We met with Leo Mondale, President Inmarsat Aviation who will be a new focal point for Global Xpress, and a good one at that.

We thought it best to start off with a definition: Global Xpress is a super-fast, Ka-band broadband satellite network from Inmarsat that will provide worldwide (almost) coverage with three geosynchronous satellites.

During our interview we asked a few questions to give our readers a better view of the system. Here a few of the salient issues:
1) One satellite is up today and the other two will be deployed by mid-2015.
2) Aviation will experience up to 50 Mbps data rates.
3) The first satellite covers the coast of the UK to portions of Asia. See attached and is in orbit today. We note that it is a spot beam satellite that has 89 distinct beams, as all will have.

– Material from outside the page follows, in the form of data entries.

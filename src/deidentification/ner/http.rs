//! Token-classification endpoint recognizer
//!
//! Talks to a Hugging Face style inference endpoint that runs a NER
//! pipeline with `aggregation_strategy = "simple"`.

use super::{EntityMention, EntityRecognizer};
use crate::config::SecretString;
use crate::domain::{PhiScrubError, Result};
use async_trait::async_trait;
use reqwest::{Client, ClientBuilder};
use secrecy::ExposeSecret;
use serde::Serialize;
use std::time::Duration;

#[derive(Serialize)]
struct InferenceRequest<'a> {
    inputs: &'a str,
    parameters: InferenceParameters,
}

#[derive(Serialize)]
struct InferenceParameters {
    aggregation_strategy: &'static str,
}

/// Recognizer backed by an HTTP inference endpoint
pub struct HttpEntityRecognizer {
    name: String,
    endpoint: String,
    api_token: Option<SecretString>,
    client: Client,
}

impl HttpEntityRecognizer {
    pub fn new(
        name: impl Into<String>,
        endpoint: impl Into<String>,
        api_token: Option<SecretString>,
        timeout: Duration,
    ) -> Result<Self> {
        let client = ClientBuilder::new()
            .timeout(timeout)
            .connect_timeout(timeout.min(Duration::from_secs(30)))
            .build()?;

        Ok(Self {
            name: name.into(),
            endpoint: endpoint.into(),
            api_token,
            client,
        })
    }

    pub fn endpoint(&self) -> &str {
        &self.endpoint
    }
}

#[async_trait]
impl EntityRecognizer for HttpEntityRecognizer {
    fn name(&self) -> &str {
        &self.name
    }

    async fn recognize(&self, text: &str) -> Result<Vec<EntityMention>> {
        let body = InferenceRequest {
            inputs: text,
            parameters: InferenceParameters {
                aggregation_strategy: "simple",
            },
        };

        let mut request = self.client.post(&self.endpoint).json(&body);
        if let Some(token) = &self.api_token {
            request = request.bearer_auth(token.expose_secret());
        }

        let response = request.send().await.map_err(|e| {
            PhiScrubError::Recognition(format!("request to {} failed: {e}", self.endpoint))
        })?;

        let status = response.status();
        if !status.is_success() {
            let body = response.text().await.unwrap_or_default();
            return Err(PhiScrubError::Recognition(format!(
                "endpoint {} returned {status}: {body}",
                self.endpoint
            )));
        }

        let mentions = response.json::<Vec<EntityMention>>().await.map_err(|e| {
            PhiScrubError::Recognition(format!("invalid response from {}: {e}", self.endpoint))
        })?;

        tracing::debug!(
            recognizer = %self.name,
            mentions = mentions.len(),
            "Entity recognition complete"
        );

        Ok(mentions)
    }
}

impl std::fmt::Debug for HttpEntityRecognizer {
    fn fmt(&self, f: &mut std::fmt::Formatter<'_>) -> std::fmt::Result {
        f.debug_struct("HttpEntityRecognizer")
            .field("name", &self.name)
            .field("endpoint", &self.endpoint)
            .field("api_token", &self.api_token.as_ref().map(|_| "[REDACTED]"))
            .finish()
    }
}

Because the spot beams provide continuous coverage over its footprint, it is possible to manage the data traffic as the aircraft travels through the beams
4) Today’s current Inflight Connectivity does not emulate the ground experience; however, the newer generation of users will demand more from their airborne connectivity experience and Global Xpress hopes to fill that need.
5) Three ground stations (with redundant features) will deal with live, rain-fade issues.

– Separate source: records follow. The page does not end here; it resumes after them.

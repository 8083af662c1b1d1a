// phiscrub - DICOM metadata de-identification
// Copyright (c) 2025 phiscrub Contributors
// Licensed under the MIT License

use phiscrub::cli::{exit_code, Cli, Commands};
use phiscrub::config::{load_config, LoggingConfig};
use phiscrub::logging::init_logging;
use clap::Parser;
use std::process;

#[tokio::main]
async fn main() {
    // Load environment variables from .env file if present
    let _ = dotenvy::dotenv();

    // Parse CLI arguments
    let cli = Cli::parse();

    // The logging section and level come from the config file when it loads;
    // commands report configuration errors themselves.
    let (config_level, logging_config) = match load_config(&cli.config) {
        Ok(config) => (Some(config.application.log_level), config.logging),
        Err(_) => (None, LoggingConfig::default()),
    };
    let log_level = cli
        .log_level
        .clone()
        .or(config_level)
        .unwrap_or_else(|| "info".to_string());

    let logging_guard = match init_logging(&log_level, &logging_config) {
        Ok(guard) => guard,
        Err(e) => {
            eprintln!("Failed to initialize logging: {e}");
            process::exit(exit_code::FATAL);
        }
    };

    tracing::info!(
        version = env!("CARGO_PKG_VERSION"),
        "phiscrub - DICOM metadata de-identification"
    );

    // Execute command and get exit code
    let exit_code = match execute_command(&cli).await {
        Ok(code) => code,
        Err(e) => {
            tracing::error!(error = %e, "Command execution failed");
            eprintln!("Error: {e}");
            exit_code::FATAL
        }
    };

    // Flush the file writer before exiting
    drop(logging_guard);
    process::exit(exit_code);
}

/// Execute the CLI command
async fn execute_command(cli: &Cli) -> anyhow::Result<i32> {
    match &cli.command {
        Commands::Deidentify(args) => args.execute(&cli.config).await,
        Commands::Count(args) => args.execute(&cli.config).await,
        Commands::Scan(args) => args.execute(&cli.config).await,
        Commands::ValidateConfig(args) => args.execute(&cli.config).await,
    }
}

6) The first customer for Global Xpress was Vietnam Airlines via Gogo, Thales and Honeywell.
7) When the third satellite is up and operating there will be very few commercial air transport routes that Inmarsat doesn’t cover.
8) Global Xpress Service was announced in June of 2010 and the first satellite build happened on time.
9) Leo Mondale stated that if it were not for launch slides Global Xpress would be in service today.
10) With the exception of the North Atlantic, maritime and aviation routes don’t tend to overlap.
11) The industry has accepted Ka-band and there are very few questions about its capabilities anymore. The first customer was the Military and they have been interested in Ka-band for the last 10 years.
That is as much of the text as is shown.